[EXERCISE] In the answer, every entry must appear exactly as given.

[INPUT MATERIAL]
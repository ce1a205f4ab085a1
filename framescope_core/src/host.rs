// Copyright 2026 the Framescope Authors
// SPDX-License-Identifier: Apache-2.0 OR MIT

//! Contract with the embedding host.
//!
//! Framescope does not know what engine it runs inside. The host supplies:
//!
//! - **Availability**: [`Host::is_engine_available`] is consulted before
//!   every session operation. While it returns `false`, operations fail with
//!   [`TraceError::NotAvailable`](crate::error::TraceError::NotAvailable)
//!   and touch nothing.
//!
//! - **Capabilities**: pure queries about platform tracers the host can
//!   forward sections to alongside the recorder.
//!
//! - **Frame boundaries**: not a trait method. The host's render or update
//!   loop calls [`TraceSession::on_frame_boundary`] exactly once per frame,
//!   on the thread that owns the session.
//!
//! - **Time**: a [`Clock`](crate::time::Clock), passed to the session
//!   separately so tests can drive it by hand.
//!
//! # Frame loop pseudocode
//!
//! ```rust,ignore
//! let mut session = TraceSession::new(host, MonotonicClock::new());
//! session.begin_trace(TraceMode::callback(sink, 0.0), 4096)?;
//! let recorder = session.recorder();
//! // hand `recorder` clones to worker threads ...
//! loop {
//!     run_frame(&recorder);
//!     session.on_frame_boundary();
//! }
//! ```
//!
//! [`TraceSession::on_frame_boundary`]: crate::session::TraceSession::on_frame_boundary

use std::sync::Arc;
use std::sync::atomic::{AtomicBool, Ordering};

/// Queries the session makes of its host.
pub trait Host {
    /// Whether the host engine is initialized and able to trace.
    fn is_engine_available(&self) -> bool;

    /// Whether the platform's own tracer (e.g. Android `ATrace`) is present.
    fn supports_native_event_trace(&self) -> bool {
        false
    }

    /// Whether an externally linked tracer is present.
    fn supports_external_event_trace(&self) -> bool {
        false
    }
}

impl<H: Host + ?Sized> Host for Arc<H> {
    fn is_engine_available(&self) -> bool {
        (**self).is_engine_available()
    }

    fn supports_native_event_trace(&self) -> bool {
        (**self).supports_native_event_trace()
    }

    fn supports_external_event_trace(&self) -> bool {
        (**self).supports_external_event_trace()
    }
}

/// A host that is always available and has no platform tracers.
#[derive(Clone, Copy, Debug, Default)]
pub struct AlwaysAvailable;

impl Host for AlwaysAvailable {
    fn is_engine_available(&self) -> bool {
        true
    }
}

/// A host whose availability can be toggled at runtime.
///
/// Useful for hosts that initialize lazily, and for exercising the
/// not-available paths.
#[derive(Debug, Default)]
pub struct SwitchableHost {
    available: AtomicBool,
    native: bool,
    external: bool,
}

impl SwitchableHost {
    /// Creates a host with the given initial availability and no platform
    /// tracers.
    #[must_use]
    pub const fn new(available: bool) -> Self {
        Self {
            available: AtomicBool::new(available),
            native: false,
            external: false,
        }
    }

    /// Declares which platform tracers the host exposes.
    #[must_use]
    pub const fn with_capabilities(mut self, native: bool, external: bool) -> Self {
        self.native = native;
        self.external = external;
        self
    }

    /// Changes availability.
    pub fn set_available(&self, available: bool) {
        self.available.store(available, Ordering::Release);
    }
}

impl Host for SwitchableHost {
    fn is_engine_available(&self) -> bool {
        self.available.load(Ordering::Acquire)
    }

    fn supports_native_event_trace(&self) -> bool {
        self.native
    }

    fn supports_external_event_trace(&self) -> bool {
        self.external
    }
}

[RESPONSE BELOW]
repository ce1a205f4ab085a1
filename framescope_core/src/host.rs
// Copyright 2026 the Framescope Authors
// SPDX-License-Identifier: Apache-2.0 OR MIT

//! Contract with the embedding host.
//!
//! Framescope does not know what engine it runs inside. The host supplies:
//!
//! - **Availability**: [`Host::is_engine_available`] is consulted before
//!   every session operation. While it returns `false`, operations fail with
//!   [`TraceError::NotAvailable`](crate::error::TraceError::NotAvailable)
//!   and touch nothing.
//!
//! - **Capabilities**: pure queries about platform tracers the host can
//!   forward sections to alongside the recorder.
//!
//! - **Frame boundaries**: not a trait method. The host's render or update
//!   loop calls [`TraceSession::on_frame_boundary`] exactly once per frame,
//!   on the thread that owns the session.
//!
//! - **Time**: a [`Clock`](crate::time::Clock), passed to the session
//!   separately so tests can drive it by hand.
//!
//! # Frame loop pseudocode
//!
//! ```rust,ignore
//! let mut session = TraceSession::new(host, MonotonicClock::new());
//! session.begin_trace(TraceMode::callback(sink, 0.0), 4096)?;
//! let recorder = session.recorder();
//! // hand `recorder` clones to worker threads ...
//! loop {
//!     run_frame(&recorder);
//!     session.on_frame_boundary();
//! }
//! ```
//!
//! [`TraceSession::on_frame_boundary`]: crate::session::TraceSession::on_frame_boundary

use std::sync::Arc;
use std::sync::atomic::{AtomicBool, Ordering};

/// Queries the session makes of its host.
pub trait Host {
    /// Whether the host engine is initialized and able to trace.
    fn is_engine_available(&self) -> bool;

    /// Whether the platform's own tracer (e.g. Android `ATrace`) is present.
    fn supports_native_event_trace(&self) -> bool {
        false
    }

    /// Whether an externally linked tracer is present.
    fn supports_external_event_trace(&self) -> bool {
        false
    }
}

impl<H: Host + ?Sized> Host for Arc<H> {
    fn is_engine_available(&self) -> bool {
        (**self).is_engine_available()
    }

    fn supports_native_event_trace(&self) -> bool {
        (**self).supports_native_event_trace()
    }

    fn supports_external_event_trace(&self) -> bool {
        (**self).supports_external_event_trace()
    }
}

/// A host that is always available and has no platform tracers.
#[derive(Clone, Copy, Debug, Default)]
pub struct AlwaysAvailable;

impl Host for AlwaysAvailable {
    fn is_engine_available(&self) -> bool {
        true
    }
}

/// A host whose availability can be toggled at runtime.
///
/// Useful for hosts that initialize lazily, and for exercising the
/// not-available paths.
#[derive(Debug, Default)]
pub struct SwitchableHost {
    available: AtomicBool,
    native: bool,
    external: bool,
}

impl SwitchableHost {
    /// Creates a host with the given initial availability and no platform
    /// tracers.
    #[must_use]
    pub const fn new(available: bool) -> Self {
        Self {
            available: AtomicBool::new(available),
            native: false,
            external: false,
        }
    }

    /// Declares which platform tracers the host exposes.
    #[must_use]
    pub const fn with_capabilities(mut self, native: bool, external: bool) -> Self {
        self.native = native;
        self.external = external;
        self
    }

    /// Changes availability.
    pub fn set_available(&self, available: bool) {
        self.available.store(available, Ordering::Release);
    }
}

impl Host for SwitchableHost {
    fn is_engine_available(&self) -> bool {
        self.available.load(Ordering::Acquire)
    }

    fn supports_native_event_trace(&self) -> bool {
        self.native
    }

    fn supports_external_event_trace(&self) -> bool {
        self.external
    }
}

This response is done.